First, based on what you are describing it does not sound like the (duplex?) receptacles are/were  properly made up. Both the incoming white (neutral) and black (hot) wires should be bonded in the box with pigtails connected to the receptacle (s) – unless it is the last receptacle on that particular circuit. And of course all the grounds should be bonded thru the box See sketch below. There should always be a (120 vac) voltage reading from either side of the receptacle (see sketch below).

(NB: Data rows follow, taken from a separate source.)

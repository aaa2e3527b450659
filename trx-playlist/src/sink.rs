// Copyright (c) The trx-playlist Contributors
// SPDX-License-Identifier: MIT OR Apache-2.0

//! Destinations for rendered playlists.

use crate::{errors::ExpectedError, output::OutputWriter};
use atomicwrites::{AtomicFile, OverwriteBehavior};
use camino::{Utf8Path, Utf8PathBuf};
use std::io::Write;
use tracing::debug;
use trx_playlist_convert::convert::PlaylistSink;

/// Where a playlist is written, as requested on the command line.
#[derive(Clone, Debug, Eq, PartialEq)]
pub(crate) enum OutputDestination {
    /// Standard output.
    Stdout,

    /// A directory: the playlist is written inside it, under its suggested file name.
    Dir(Utf8PathBuf),

    /// A specific file.
    File(Utf8PathBuf),
}

impl OutputDestination {
    /// Interprets the `--output` argument. `-` is standard output, an existing directory receives
    /// the playlist under its suggested name, and no argument at all means the current directory.
    pub(crate) fn from_arg(output: Option<&Utf8Path>, cwd: &Utf8Path) -> Self {
        match output {
            None => Self::Dir(cwd.to_owned()),
            Some(path) if path.as_str() == "-" => Self::Stdout,
            Some(path) => {
                let path = cwd.join(path);
                if path.is_dir() {
                    Self::Dir(path)
                } else {
                    Self::File(path)
                }
            }
        }
    }
}

/// Writes playlists to an [`OutputDestination`].
///
/// Files are written atomically: the playlist is written to a temporary file in the same
/// directory, then renamed over the destination.
pub(crate) struct DestinationSink<'a> {
    destination: OutputDestination,
    output_writer: &'a mut OutputWriter,
    written_to: Option<Utf8PathBuf>,
}

impl<'a> DestinationSink<'a> {
    pub(crate) fn new(destination: OutputDestination, output_writer: &'a mut OutputWriter) -> Self {
        Self {
            destination,
            output_writer,
            written_to: None,
        }
    }

    /// Returns the file the playlist was written to, or `None` if it was written to standard
    /// output or not written yet.
    pub(crate) fn written_to(&self) -> Option<&Utf8Path> {
        self.written_to.as_deref()
    }
}

impl PlaylistSink for DestinationSink<'_> {
    type Error = ExpectedError;

    fn accept(&mut self, bytes: &[u8], suggested_file_name: &str) -> Result<(), Self::Error> {
        let path = match &self.destination {
            OutputDestination::Stdout => {
                let mut writer = self.output_writer.stdout_writer();
                return writer
                    .write_all(bytes)
                    .and_then(|()| writer.flush())
                    .map_err(|err| ExpectedError::WriteOutputFailed { err });
            }
            OutputDestination::Dir(dir) => dir.join(suggested_file_name),
            OutputDestination::File(file) => file.clone(),
        };

        debug!("writing playlist to {path}");
        AtomicFile::new(&path, OverwriteBehavior::AllowOverwrite)
            .write(|file| file.write_all(bytes))
            .map_err(|err| {
                let err = match err {
                    atomicwrites::Error::Internal(err) | atomicwrites::Error::User(err) => err,
                };
                ExpectedError::write_playlist_failed(&path, err)
            })?;

        self.written_to = Some(path);
        Ok(())
    }
}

Using your nomenclature and assuming my sketch accurately describes your situation:

1.      pair 1 wht (w1) to pair 2 blk (b2) - 0 volts  as expected – should read 120VAC
2.  pair 1 blk (b1) to pair 2 wht (w2) - 79 volts  unexpected - should read 120VAC
3.  pair 1 black (b1) to pair 2 blk (b2) - 90 volts unexpected - should read 0VAC

FWIW – the 79-volt and 90-volt readings are a bit bothersome. It sounds like the neutral potentially might be “floating and not properly bonded to ground at the sub-panel.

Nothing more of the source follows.